Why on-time delivery matters
On-time delivery is, for a customer, one of the most important things about a manufacturer. A customer plans around the manufacturer's promise; when the manufacturer delivers late, the customer is let down, and repeated lateness damages the relationship and the manufacturer's reputation. On-time delivery is, in a real sense, the manufacturer keeping its word. So measuring it is measuring something customers genuinely judge the manufacturer on, and that makes it a measure worth taking seriously.
What on-time delivery reporting measures
On-time delivery reporting measures whether the manufacturer delivered when it promised: of the deliveries due, how many were on time, and how many were late. It turns a vague sense of "we mostly deliver on time" into a genuine figure, and it lets a manufacturer see the trend, whether on-time delivery is improving or worsening, and the pattern, whether lateness concentrates in particular products, particular periods, particular kinds of order.
How Odoo supports it
Odoo supports on-time delivery measurement because it holds both sides of the comparison. It holds what was promised, the dates customers expect, on the sales orders and the deliveries; and it holds what happened, when production completed and when deliveries went out. Because both the promised dates and the actual outcomes are in the connected system, the comparison, was this delivery on time, can be made, and aggregated into reporting.

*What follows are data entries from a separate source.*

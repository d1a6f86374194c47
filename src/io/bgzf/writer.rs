//! BGZF writer.
//!
//! Buffers uncompressed input into blocks of at most [`BLOCK_DATA_SIZE`]
//! bytes and writes each one as an independent gzip member with the `BC`
//! extra subfield. Blocks are compressed sequentially so the compressed
//! position, and therefore the current virtual offset, is always known.

use super::{VirtualOffset, EOF_MARKER, MAX_BLOCK_SIZE};
use crate::error::{Error, Result};
use flate2::write::DeflateEncoder;
use flate2::Compression;
use std::io::{self, Write};

/// Uncompressed bytes per full block.
///
/// Smaller than 64 KiB so that incompressible input still fits the 16-bit
/// BSIZE field after deflate overhead.
pub const BLOCK_DATA_SIZE: usize = 0xff00;

/// BGZF writer.
///
/// Call [`BgzfWriter::finish`] to flush the last block and append the EOF
/// marker; dropping the writer without finishing leaves a truncated file.
pub struct BgzfWriter<W: Write> {
    inner: W,
    /// Uncompressed data for the block being filled
    buffer: Vec<u8>,
    /// Compressed bytes written so far
    compressed_offset: u64,
    level: Compression,
}

impl<W: Write> BgzfWriter<W> {
    /// Create a writer with the default compression level.
    pub fn new(inner: W) -> Self {
        Self::with_level(inner, Compression::default())
    }

    /// Create a writer with an explicit compression level.
    pub fn with_level(inner: W, level: Compression) -> Self {
        Self {
            inner,
            buffer: Vec::with_capacity(BLOCK_DATA_SIZE),
            compressed_offset: 0,
            level,
        }
    }

    /// Virtual offset at which the next written byte will land.
    pub fn virtual_offset(&self) -> VirtualOffset {
        VirtualOffset::new(self.compressed_offset, self.buffer.len() as u16)
    }

    /// Compress and write the pending block, even if it is not full.
    ///
    /// Does nothing when no data is pending.
    pub fn flush_block(&mut self) -> Result<()> {
        if self.buffer.is_empty() {
            return Ok(());
        }
        let block = compress_block(&self.buffer, self.level)?;
        self.inner.write_all(&block)?;
        self.compressed_offset += block.len() as u64;
        self.buffer.clear();
        Ok(())
    }

    /// Flush remaining data, write the EOF marker and return the sink.
    pub fn finish(mut self) -> Result<W> {
        self.flush_block()?;
        self.inner.write_all(&EOF_MARKER)?;
        self.inner.flush()?;
        Ok(self.inner)
    }
}

impl<W: Write> Write for BgzfWriter<W> {
    fn write(&mut self, buf: &[u8]) -> io::Result<usize> {
        let space = BLOCK_DATA_SIZE - self.buffer.len();
        let n = space.min(buf.len());
        self.buffer.extend_from_slice(&buf[..n]);

        if self.buffer.len() >= BLOCK_DATA_SIZE {
            self.flush_block()?;
        }

        Ok(n)
    }

    fn flush(&mut self) -> io::Result<()> {
        self.flush_block()?;
        self.inner.flush()
    }
}

/// Compress one block of data into a complete BGZF member.
///
/// Header (10 bytes): magic, CM=8, FLG=FEXTRA, MTIME=0, XFL=0, OS=255;
/// XLEN=6 and the `BC` subfield carrying BSIZE; then raw deflate data,
/// CRC32 and ISIZE.
pub(crate) fn compress_block(data: &[u8], level: Compression) -> Result<Vec<u8>> {
    let mut deflate = DeflateEncoder::new(Vec::with_capacity(data.len()), level);
    deflate.write_all(data)?;
    let deflated = deflate.finish()?;

    let total_size = 18 + deflated.len() + 8;
    if total_size > MAX_BLOCK_SIZE {
        return Err(Error::Io(io::Error::new(
            io::ErrorKind::InvalidInput,
            format!("compressed block of {} bytes exceeds BGZF limit", total_size),
        )));
    }

    let mut block = Vec::with_capacity(total_size);
    block.extend_from_slice(&[31, 139, 8, 4, 0, 0, 0, 0, 0, 255]);
    block.extend_from_slice(&6u16.to_le_bytes());
    block.extend_from_slice(&[b'B', b'C']);
    block.extend_from_slice(&2u16.to_le_bytes());
    block.extend_from_slice(&((total_size - 1) as u16).to_le_bytes());
    block.extend_from_slice(&deflated);
    block.extend_from_slice(&crc32fast::hash(data).to_le_bytes());
    block.extend_from_slice(&(data.len() as u32).to_le_bytes());

    Ok(block)
}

A manufacturer running its sales and production and deliveries on Odoo has the data for on-time delivery reporting as a by-product of normal operation.
From measurement to cause
Measuring on-time delivery tells a manufacturer how well it is doing; the valuable next step is understanding why. When on-time delivery is poor, the lateness has causes, and they usually lie back in the operation: production planning that slips, capacity bottlenecks, material shortages, lead times that were promised too optimistically. On-time delivery is, in a sense, the visible outcome at the end, and the causes are upstream in how production is planned and run. A manufacturer that finds its on-time delivery poor should trace the lateness back: are deliveries late because production is finishing late, and if so, why is production finishing late? On-time delivery reporting points to a problem; the operational analysis explains it.
On-time delivery and honest promising
One honest cause of poor on-time delivery deserves singling out: promising dates that were never realistic. If a manufacturer promises delivery dates that its production genuinely cannot meet, it will deliver late no matter how well the floor runs, because the promise was wrong. Part of improving on-time delivery is improving the honesty of the promise: calculating delivery dates from what production can genuinely do, given real capacity and lead times, rather than from optimism or from what the customer wants to hear. A connected system helps here, because the promised date can be grounded in the real production picture. On-time delivery improves both by running production better and by promising more honestly.
Use it to improve
On-time delivery reporting, like all reporting, is worth having only if it drives improvement. A manufacturer should watch its on-time delivery, treat poor or worsening figures as a signal, trace the lateness to its causes, and address them, in planning, in capacity, in materials, in honest promising. Tracked over time, the reporting shows whether the improvement is working. On-time delivery reviewed and acted on steadily improves how reliably a manufacturer keeps its word to customers.
The takeaway
On-time delivery reporting for manufacturing in Odoo measures whether a manufacturer delivers when it promised, a thing customers genuinely judge it on. Odoo supports it by holding both the promised dates and the actual outcomes in the connected system. Poor on-time delivery has causes upstream, in planning, capacity, materials, and in dishonest promising, so tracing the lateness to its causes is how it is improved. Use the reporting to drive that improvement and track whether it works. For how we approach Odoo for manufacturers, see our manufacturing work.